Bicycle-sharing system in Canada

Hamilton Bike Share (previously known as Social Bicycles Hamilton or SoBi Hamilton) is a bicycle-sharing system located in Hamilton, Ontario, Canada. It consists of 825 bicycles at 129 hubs located in the Downtown, Westdale, Ainslie Wood and Dundas areas of the city.

The system has been operated by Hamilton Bike Share Inc, a local non-profit corporation, using equipment developed by New York–based Social Bicycles Inc.

The system closed down temporarily on June 1, 2020, after system operator Jump (later acquired by Uber) broke their contract with the City of Hamilton but subsequently resumed operations later that months after Hamilton Bike Share Inc. received $400,000 in community donations.

==History==
In December 2013, the City of Hamilton approved the implementation of a bicycle share system, with start-up costs covered by a $1.6 million grant from Metrolinx. The system officially launched on March 20, 2015, though a limited system of 200 bicycles had already been operating since January 2015.

An expansion completed in late 2017, "Everyone Rides Initiative", added 12 more hubs, 75 more bikes, and a new system of discounted memberships for low-income residents. In June 2019, the firm added a tricycle to its fleet.

In 2020, Uber backed out of their contract with the City of Hamilton, despite being under contract through February 2021. On May 28, after 14 hours in session, Hamilton City Council decided to store all the bikes and equipment instead of funding the system's continued operation. The service was temporarily halted on June 1, 2020, until the project's initial operator, Hamilton Bike Share Inc., stepped in with funding from community and corporate donors.
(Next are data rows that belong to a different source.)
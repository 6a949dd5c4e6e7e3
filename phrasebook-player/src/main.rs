//! Phrasebook Player - Main entry point
//!
//! Pronunciation playback service for the phrasebook vocabulary app:
//! serves the clip catalog, plays one pronunciation clip at a time
//! through the shared audio output, and streams playback events to
//! clients over SSE.

use std::net::SocketAddr;
use std::path::PathBuf;
use std::sync::Arc;

use anyhow::{Context, Result};
use clap::Parser;
use tokio::signal;
use tracing::info;
use tracing_subscriber::{layer::SubscriberExt, util::SubscriberInitExt};

use phrasebook_common::catalog::Catalog;
use phrasebook_common::config::resolve_manifest_path;
use phrasebook_player::api::{self, AppState};
use phrasebook_player::audio::CpalBackend;
use phrasebook_player::session::{PlaybackSession, SoloFocusArbiter};
use phrasebook_player::state::SharedState;

/// Command-line arguments for phrasebook-player
#[derive(Parser, Debug)]
#[command(name = "phrasebook-player")]
#[command(about = "Pronunciation playback service for phrasebook")]
#[command(version)]
struct Args {
    /// Port to listen on
    #[arg(short, long, default_value = "5750", env = "PHRASEBOOK_PORT")]
    port: u16,

    /// Path to the catalog manifest (TOML)
    #[arg(short, long)]
    catalog: Option<PathBuf>,
}

#[tokio::main]
async fn main() -> Result<()> {
    // Initialize tracing
    tracing_subscriber::registry()
        .with(
            tracing_subscriber::EnvFilter::try_from_default_env()
                .unwrap_or_else(|_| "phrasebook_player=debug,tower_http=debug".into()),
        )
        .with(tracing_subscriber::fmt::layer())
        .init();

    let args = Args::parse();

    let manifest = resolve_manifest_path(args.catalog.as_deref(), "PHRASEBOOK_CATALOG")
        .context("Failed to resolve catalog manifest path")?;
    info!("Catalog manifest: {}", manifest.display());

    let catalog = Arc::new(
        Catalog::load(&manifest)
            .with_context(|| format!("Failed to load catalog from {}", manifest.display()))?,
    );
    info!(
        "Loaded catalog: {} categories, {} clips",
        catalog.categories().len(),
        catalog.clip_count()
    );

    let shared = Arc::new(SharedState::new());
    let arbiter = Arc::new(SoloFocusArbiter::new());
    let backend = Arc::new(CpalBackend::new().context("Failed to initialize audio output")?);

    let session = PlaybackSession::spawn(
        Arc::clone(&catalog),
        arbiter,
        backend,
        Arc::clone(&shared),
    );
    info!("Playback session initialized");

    let app = api::create_router(AppState {
        session: session.clone(),
        catalog,
        state: shared,
        port: args.port,
    });

    let addr = SocketAddr::from(([0, 0, 0, 0], args.port));
    info!("Starting HTTP server on {}", addr);

    let listener = tokio::net::TcpListener::bind(addr)
        .await
        .context("Failed to bind to address")?;

    axum::serve(listener, app)
        .with_graceful_shutdown(shutdown_signal())
        .await
        .context("Server error")?;

    // Release playback and focus before exiting
    let _ = session.stop().await;
    session.shutdown();

    info!("Server shutdown complete");
    Ok(())
}

/// Graceful shutdown signal handler
async fn shutdown_signal() {
    let ctrl_c = async {
        signal::ctrl_c()
            .await
            .expect("Failed to install Ctrl+C handler");
    };

    #[cfg(unix)]
    let terminate = async {
        signal::unix::signal(signal::unix::SignalKind::terminate())
            .expect("Failed to install signal handler")
            .recv()
            .await;
    };

    #[cfg(not(unix))]
    let terminate = std::future::pending::<()>();

    tokio::select! {
        _ = ctrl_c => {
            info!("Received Ctrl+C, shutting down");
        },
        _ = terminate => {
            info!("Received terminate signal, shutting down");
        },
    }
}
It resumed operation in late June.

On July 16, 2021, Cogeco announced a three-year sponsorship with Hamilton Bike Share. Stickers with the company logo were later added to bikes across the system.

In July 2021, the Portland Bureau of Transportation donated 600 surplus Biketown bikes to City of Hamilton as Portland was transitioning the system into using electric pedal-assist bikes. The bikes shared proprietary parts and technologies as the existing Hamilton Bike Share fleet, making it possible to reintegrate the bikes in a separate system and avoiding having to discard the bikes that are still in usable conditions. Their orange paint scheme was preserved and were deployed to the system in February 2023 along with old blue or white bikes.